The participants of the summer school are invited to attend the co-located workshop on Trusted Automatic Programming on Friday, August 16. The workshop consists of the following lecture series:
Abhik Roychoudhury, National University of Singapore
Symbolic Execution for testing, debugging and program repair: Trusted Automatic Programming
Symbolic execution is a well-known core technology for analyzing program executions. Symbolic execution allows program execution in the presence of unknown variable values, and as such can cover multiple executions and achieve high behavioral coverage. Symbolic execution has been widely used for systematic software testing, including various industrial usages. At the same time, symbolic execution engines suffer from scalability and usability challenges – making it difficult to scale the testing task. In the first lecture, we will convey the importance of the concept of symbolic analysis and how it can benefit biased random searches such as fuzz testing to make them more systematic. Fuzz testing engines have a low barrier to entry for developers and are routinely used for detecting software vulnerabilities. Ideas from symbolic execution can greatly enhance their effectiveness, as well as enable novel use cases, for security testing.

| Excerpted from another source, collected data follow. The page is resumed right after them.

/*!
The control backbone of every round (C3, spec §4.1): named states, a directed transition
table, a distinguished "cycle state" that multi-phase rounds return to (implicitly bumping
the phase counter), and message buffering for messages that arrive before the state machine
is ready for them.

This module owns only the bookkeeping; dispatching to a handler is left to the round
implementation (`shuffle::protocol`, `bulk::round`), which matches on its own state enum
after calling [`StateMachine::accept`] or [`StateMachine::state_complete`] to learn which
buffered messages are now releasable. The teacher's equivalent lets a `Round` register
boxed handler closures per state; here, with a small fixed family of round types known at
compile time, a match arm in the round's own code plays that role instead.
*/

use std::collections::{BTreeMap, VecDeque};

use crate::group::ParticipantId;
use crate::round_id::Phase;

/// One state's registration: whether it expects a triggering message kind, and whether
/// reaching it via `state_complete` should cycle back into the machine's cycle state
/// (bumping the phase) rather than following the ordinary transition table.
#[derive(Clone, Debug)]
struct StateDef<K> {
    trigger: Option<K>,
}

/// A message envelope as seen by the state machine: enough to decide whether it is
/// dispatchable now, must be buffered for a future phase, or discarded as stale.
#[derive(Clone, Debug)]
pub struct Envelope<K> {
    pub kind: K,
    pub phase: Phase,
    pub sender: ParticipantId,
    pub payload: Vec<u8>,
}

/// Generic state machine over a round-specific state enum `S` and message-kind enum `K`.
pub struct StateMachine<S, K> {
    states: BTreeMap<S, StateDef<K>>,
    transitions: BTreeMap<S, S>,
    cycle_state: Option<S>,
    current: S,
    phase: Phase,
    /// Messages for the current phase whose kind didn't match the state active when they
    /// arrived; replayed whenever the current state changes.
    pending_this_phase: VecDeque<Envelope<K>>,
    /// Messages for phases ahead of the current one; replayed whenever the phase advances.
    pending_future_phases: BTreeMap<Phase, Vec<Envelope<K>>>,
}

impl<S, K> StateMachine<S, K>
where
    S: Clone + Ord,
    K: Clone + Eq,
{
    pub fn new(initial: S) -> Self {
        Self {
            states: BTreeMap::new(),
            transitions: BTreeMap::new(),
            cycle_state: None,
            current: initial,
            phase: Phase::default(),
            pending_this_phase: VecDeque::new(),
            pending_future_phases: BTreeMap::new(),
        }
    }

    pub fn add_state(&mut self, name: S, trigger_msg_kind: Option<K>) {
        self.states.insert(name, StateDef { trigger: trigger_msg_kind });
    }

    pub fn add_transition(&mut self, from: S, to: S) {
        self.transitions.insert(from, to);
    }

    /// The state `state_complete` returns to after the terminal state of a phase, implicitly
    /// advancing the phase counter every time it is entered this way.
    pub fn set_cycle_state(&mut self, name: S) {
        self.cycle_state = Some(name);
    }

    pub fn current_state(&self) -> &S {
        &self.current
    }

    pub fn phase(&self) -> Phase {
        self.phase
    }

    /// Force-jumps to `name` without consulting the transition table (blame entry, fatal
    /// termination). Returns any buffered messages for the current phase now releasable.
    pub fn set_state(&mut self, name: S) -> Vec<Envelope<K>> {
        self.current = name;
        self.release_matching_pending()
    }

    /// Called by the round once the current state's work is done. Follows the transition
    /// table, or cycles back into the cycle state (bumping the phase) if the current state
    /// has no explicit successor and a cycle state is configured.
    pub fn state_complete(&mut self) -> Vec<Envelope<K>> {
        if let Some(next) = self.transitions.get(&self.current).cloned() {
            self.current = next;
        } else if let Some(cycle) = self.cycle_state.clone() {
            self.current = cycle;
            self.advance_phase();
        }
        self.release_matching_pending()
    }

    fn advance_phase(&mut self) {
        self.phase = self.phase.next();
        if let Some(envelopes) = self.pending_future_phases.remove(&self.phase) {
            self.pending_this_phase.extend(envelopes);
        }
    }

    /// Feeds one incoming envelope (already checked for the correct round id by the caller).
    /// Returns it immediately if it is dispatchable now; otherwise buffers it and returns
    /// nothing. Envelopes for a phase behind the current one are silently discarded, as any
    /// handler for them no longer exists (spec §4.1) — blame's explicit-phase consumption is
    /// handled by the blame module directly, bypassing this buffer entirely.
    pub fn accept(&mut self, envelope: Envelope<K>) -> Option<Envelope<K>> {
        if envelope.phase < self.phase {
            return None;
        }
        if envelope.phase > self.phase {
            self.pending_future_phases.entry(envelope.phase).or_default().push(envelope);
            return None;
        }
        match self.states.get(&self.current).and_then(|def| def.trigger.as_ref()) {
            Some(expected) if *expected == envelope.kind => Some(envelope),
            _ => {
                self.pending_this_phase.push_back(envelope);
                None
            }
        }
    }

    fn release_matching_pending(&mut self) -> Vec<Envelope<K>> {
        let Some(expected) = self.states.get(&self.current).and_then(|def| def.trigger.clone()) else {
            return Vec::new();
        };
        let mut remaining = VecDeque::new();
        let mut released = Vec::new();
        while let Some(envelope) = self.pending_this_phase.pop_front() {
            if envelope.kind == expected {
                released.push(envelope);
            } else {
                remaining.push_back(envelope);
            }
        }
        self.pending_this_phase = remaining;
        released
    }
}

#[cfg(test)]
mod tests {
    use super::*;
    use crate::testing::test_identity;

    #[derive(Clone, Copy, Debug, PartialEq, Eq, PartialOrd, Ord)]
    enum St {
        WaitA,
        WaitB,
        Done,
    }

    #[derive(Clone, Copy, Debug, PartialEq, Eq)]
    enum Kind {
        A,
        B,
    }

    fn envelope(kind: Kind, phase: u64) -> Envelope<Kind> {
        Envelope {
            kind,
            phase: Phase(phase),
            sender: test_identity(0).id,
            payload: Vec::new(),
        }
    }

    #[test]
    fn out_of_kind_messages_are_buffered_until_their_state() {
        let mut sm = StateMachine::new(St::WaitA);
        sm.add_state(St::WaitA, Some(Kind::A));
        sm.add_state(St::WaitB, Some(Kind::B));
        sm.add_state(St::Done, None);
        sm.add_transition(St::WaitA, St::WaitB);
        sm.add_transition(St::WaitB, St::Done);

        // B arrives before we've reached WaitB: buffered, not dispatched.
        assert!(sm.accept(envelope(Kind::B, 0)).is_none());
        // A arrives while we're in WaitA: dispatched immediately.
        assert!(sm.accept(envelope(Kind::A, 0)).is_some());

        let released = sm.state_complete();
        assert_eq!(sm.current_state(), &St::WaitB);
        assert_eq!(released.len(), 1);
        assert_eq!(released[0].kind, Kind::B);
    }

    #[test]
    fn future_phase_messages_wait_for_the_phase_to_advance() {
        let mut sm = StateMachine::new(St::WaitA);
        sm.add_state(St::WaitA, Some(Kind::A));
        sm.set_cycle_state(St::WaitA);

        assert!(sm.accept(envelope(Kind::A, 1)).is_none());
        assert_eq!(sm.phase(), Phase(0));

        let released = sm.state_complete();
        assert_eq!(sm.phase(), Phase(1));
        assert_eq!(released.len(), 1);
    }

    #[test]
    fn past_phase_messages_are_discarded() {
        let mut sm = StateMachine::new(St::WaitA);
        sm.add_state(St::WaitA, Some(Kind::A));
        sm.set_cycle_state(St::WaitA);
        sm.state_complete(); // phase -> 1
        assert!(sm.accept(envelope(Kind::A, 0)).is_none());
    }
}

In the second and third lectures, we will delve deeply into symbolic execution beyond testing – and how symbolic execution can be used for specification inference – where no formal specification of intended program behavior is available. Initially we will focus on software debugging where a buggy program fails certain tests, and how analysis of the tests as well as other program artifacts can aid in fault localization. Subsequently, we will discuss the problem of automated program repair – where given a buggy program and a test-suite, our goal will be to find a (minimal) repair via symbolic analysis. We will study how the traditional scalability challenge of symbolic execution is effectively mitigated, to scale up the symbolic analysis- based repair tasks to large program sizes as well as large search spaces. Apart from extracting formal specifications from tests, symbolic execution also performs a generalization of the given tests. We will discuss how such generalizations help alleviate the pernicious test-data overfitting problem.
In the last lecture, we will examine the use of testing, debugging and repair approaches to achieve the goal of trusted automatic programming. At a small scale, this may examine trust issues in automatic programming at a micro-scale- such as using automated repair for patching security vulnerabilities and how the patches can be effectively trusted in real-life. At a larger scale, these technologies are beginning to see usage in automated improvement of code generated from Large Language Models (LLMs). We will seek to conclude the discussions with forward-looking perspectives on the programming of the future.